“I remember coughing heavily in class and during break time. I was taken to a local clinic, which is less than a kilometre from my school. Upon arrival, I was immediately tested and the results came out positive for pulmonary TB.”
He was put on treatment. “Each time I took those pills my urine changed colour and my skin started itching. I would skip treatment without anyone noticing, but little did I realise that I was cheating nobody but myself.”
"My first exposure to stigma was during break time when me and a group of boys were urinating behind the toilet walls. My urine colour was orange and I became a laughing stock, even to those [who] were not there to see," says Pelesane.
According to a report released by the World Health Organisation (WHO): "TB is the ninth leading cause of death worldwide and the leading cause from a single infectious agent, ranking above HIV/Aids. In 2016, there were an estimated 1.3 million TB deaths among HIV negative people (down from 1.7 million in 2000) and an additional 374 000 deaths among HIV-positive people."
Pelesane explained that some of his family members were also diagnosed with TB and that he lost his father due to the illness.
“The sad part is that some of my siblings and both my parents, at different times, were diagnosed with pulmonary TB. My niece had multi-drug resistant (MDR) TB and she was admitted for six months [to] Tshepong Hospital in Klerksdorp,” he says.
“[This was] before introducing the DOTS system (a strategy used by government to fight TB). At that time, when one person was diagnosed with TB there was no effort to test other members of the family to ensure that no one had been infected as well before the patient went on treatment.”
A defining moment
Pelesane was diagnosed with TB again in 1995 and 1998. In 2005 he was put on Streptomycin (TB injections) for 40 consecutive days.
He says 2008 was a defining moment in his life. While walking home from work, he could smell blood in his mouth. “I arrived at home and immediately collapsed. I was admitted to Wilmed Park Private Hospital in Klerksdorp, and bronchoscopy results revealed that I had cavities on my right lung [that were the] cause of the bleeding. TB tests were done and the results came out positive. I started the treatment again including the Streptomycin for 40 days while undergoing to eight months of treatment. I had to make a choice whether I wanted to live or die.”
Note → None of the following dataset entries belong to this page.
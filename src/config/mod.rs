/// Playbook configuration for agentbed
///
/// The playbook declares everything the provisioning pipeline does: the kind
/// cluster, images to preload, the mesh charts, add-ons, secrets, workloads
/// and routes. Without a playbook file the built-in `Playbook::example()` is
/// used.
pub mod credentials;

use anyhow::{Context, Result};
use serde::{Deserialize, Serialize};
use std::collections::{BTreeMap, HashSet};
use std::path::{Path, PathBuf};
use std::time::Duration;
use tracing::info;
use url::Url;

use crate::error::ProvisionError;
use crate::k8s::{ResourceKind, ResourceRef};
use crate::utils::polling::PollingConfig;

pub use credentials::{Credentials, EnvSource, REQUIRED_VARS};

/// Main playbook
#[derive(Debug, Clone, Serialize, Deserialize)]
pub struct Playbook {
    /// kind cluster settings
    pub cluster: ClusterSpec,

    /// Namespace that receives secrets, workloads and routes
    pub namespace: String,

    /// Images pulled and loaded into the cluster before installing anything
    #[serde(default)]
    pub images: ImagesSpec,

    /// Service mesh installation
    pub mesh: MeshSpec,

    /// Observability add-ons applied after the mesh
    #[serde(default)]
    pub addons: Vec<AddonSpec>,

    /// Credential-backed secrets, created only when absent
    #[serde(default)]
    pub secrets: Vec<SecretSpec>,

    /// Workload templates deployed in order
    #[serde(default)]
    pub workloads: Vec<WorkloadSpec>,

    /// Gateway, route and service entry manifests applied last
    #[serde(default)]
    pub routes: Vec<String>,

    /// Readiness polling policy
    #[serde(default)]
    pub polling: PollingSpec,

    /// Directory relative paths are resolved against
    #[serde(skip)]
    pub base_dir: PathBuf,
}

/// kind cluster settings
#[derive(Debug, Clone, Serialize, Deserialize)]
pub struct ClusterSpec {
    /// Cluster name, also used for `kind load --name`
    pub name: String,

    /// Node image override (e.g., "kindest/node:v1.32.2")
    #[serde(default, skip_serializing_if = "Option::is_none")]
    pub node_image: Option<String>,

    /// Number of worker nodes next to the control plane
    #[serde(default)]
    pub workers: u32,

    /// Host port mappings on the control plane node
    #[serde(default)]
    pub port_mappings: Vec<PortMapping>,

    /// Kubeconfig to use instead of the default one
    #[serde(default, skip_serializing_if = "Option::is_none")]
    pub kubeconfig: Option<PathBuf>,
}

#[derive(Debug, Clone, Serialize, Deserialize, PartialEq, Eq)]
pub struct PortMapping {
    pub container_port: u16,
    pub host_port: u16,
}

/// Images to preload
#[derive(Debug, Clone, Serialize, Deserialize)]
pub struct ImagesSpec {
    #[serde(default)]
    pub references: Vec<String>,

    /// How many images may be pulled and loaded at once
    #[serde(default = "default_one")]
    pub concurrency: usize,
}

/// Service mesh installed through Helm
#[derive(Debug, Clone, Serialize, Deserialize)]
pub struct MeshSpec {
    /// Chart version (e.g., "1.26.0")
    pub version: String,

    /// Namespace for mesh components
    #[serde(default = "default_mesh_namespace")]
    pub namespace: String,

    /// Helm repository name and URL
    pub repo_name: String,
    pub repo_url: String,

    /// Gateway API CRD manifest applied before the charts
    #[serde(default, skip_serializing_if = "Option::is_none")]
    pub gateway_api_crds: Option<String>,

    /// Charts installed in order
    pub charts: Vec<ChartSpec>,

    /// Labels set on the workload namespace (e.g., ambient enrollment)
    #[serde(default)]
    pub namespace_labels: BTreeMap<String, String>,
}

/// A single Helm chart release
#[derive(Debug, Clone, Serialize, Deserialize)]
pub struct ChartSpec {
    /// Release name
    pub release: String,

    /// Chart name within the repository
    pub chart: String,

    /// `--set` values
    #[serde(default)]
    pub values: BTreeMap<String, String>,

    /// Resources that must be Ready before the next chart
    #[serde(default)]
    pub wait_for: Vec<ResourceRef>,
}

/// Observability add-on applied from a manifest
#[derive(Debug, Clone, Serialize, Deserialize)]
pub struct AddonSpec {
    pub name: String,

    /// URL or path of the manifest
    pub manifest: String,

    #[serde(default)]
    pub wait_for: Vec<ResourceRef>,
}

/// Secret built from a single credential
#[derive(Debug, Clone, Serialize, Deserialize)]
pub struct SecretSpec {
    pub name: String,

    /// Data key inside the secret
    pub key: String,

    /// Credential variable supplying the value
    pub from: String,
}

/// Workload deployed from a template
#[derive(Debug, Clone, Serialize, Deserialize)]
pub struct WorkloadSpec {
    /// Name of the resource the template creates
    pub name: String,

    /// Template path, may contain `${REPO_USER}`
    pub template: PathBuf,

    #[serde(default)]
    pub kind: ResourceKind,
}

/// Readiness polling policy
#[derive(Debug, Clone, Serialize, Deserialize)]
pub struct PollingSpec {
    /// Seconds between existence checks
    #[serde(default = "default_interval")]
    pub interval_secs: u64,

    /// Maximum existence checks; unset means poll forever
    #[serde(default = "default_max_attempts")]
    pub max_attempts: Option<u32>,

    /// Overall limit on existence checks, in seconds
    #[serde(default, skip_serializing_if = "Option::is_none")]
    pub timeout_secs: Option<u64>,

    /// Passed to `kubectl rollout status --timeout`
    #[serde(default = "default_rollout_timeout")]
    pub rollout_timeout: String,
}

impl Default for ImagesSpec {
    fn default() -> Self {
        Self {
            references: Vec::new(),
            concurrency: 1,
        }
    }
}

impl Default for PollingSpec {
    fn default() -> Self {
        Self {
            interval_secs: default_interval(),
            max_attempts: default_max_attempts(),
            timeout_secs: None,
            rollout_timeout: default_rollout_timeout(),
        }
    }
}

impl PollingSpec {
    /// Polling configuration for waiting on one resource
    pub fn polling_config(&self, subject: impl Into<String>) -> PollingConfig {
        PollingConfig::new(Duration::from_secs(self.interval_secs), subject)
            .with_max_attempts(self.max_attempts)
            .with_timeout(self.timeout_secs.map(Duration::from_secs))
    }
}

fn default_one() -> usize {
    1
}

fn default_interval() -> u64 {
    2
}

fn default_max_attempts() -> Option<u32> {
    Some(300)
}

fn default_rollout_timeout() -> String {
    "300s".to_string()
}

fn default_mesh_namespace() -> String {
    "istio-system".to_string()
}

/// Where a manifest comes from
#[derive(Debug, Clone, PartialEq, Eq)]
pub enum ManifestSource {
    Remote(Url),
    Local(PathBuf),
}

impl ManifestSource {
    /// Argument for `kubectl apply -f`
    pub fn as_arg(&self) -> String {
        match self {
            ManifestSource::Remote(url) => url.to_string(),
            ManifestSource::Local(path) => path.display().to_string(),
        }
    }
}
“More tests were conducted and I was given an appointment for April 2008 for an operation [to remove my right lung]. This was a shocking moment for me.”
Pelesane, however, decided to see a pulmonary specialist from the Chris Hani Baragwanath Hospital who ran further tests on him.
“That day I experienced the grace of God as that specialist told me to go home and ensure that I complete the entire treatment without skipping a day. Today I am glad I have both lungs and since then I have never had TB again.”
National TB ambassador
Pelesane says that in the past, talking about TB seemed like a taboo. But in 2014 he was appointed by the National Department of Health as a national TB ambassador.
“I love my new role as a national TB ambassador, doing talks on my favourite subject. [I give talks] about healing and hope. I have appeared on billboards and taxis across the country without any fear of stigma, as this was my way of showing gratitude for being given many chances. I have lost so many friends and colleagues as a result of defaulting through alcohol and other substances while on treatment.”
In 2019 Pelesane did an inspiring story for men in India on behalf of the Global Coalition of TB Activists. He was also a panellist on a SABC show, Health Talk. In 2019, Pelesane became part of a campaign by Médecins sans Frontières (MSF), together with singer Kelly Khumalo, and other celebrities.
“I have a registered non-governmental organisation (NGO) and since 2016 I have been hosting an annual TB Fun Walk in Klerksdorp. It started with 400 people, and last year we had just over 3 500 participants. During that event people are being screened, taught facts about TB and stigma.”
When talking about his life experiences, Pelesane says: “I have realised in life it’s not what happens to you that destroys you but how you embrace your experience. You either win or learn. I learned to appreciate the gift of life, to protect my daughters, [my] entire family, and my community. I have no one to blame but myself for taking a deadly, yet curable disease lightly. I learned the hard way."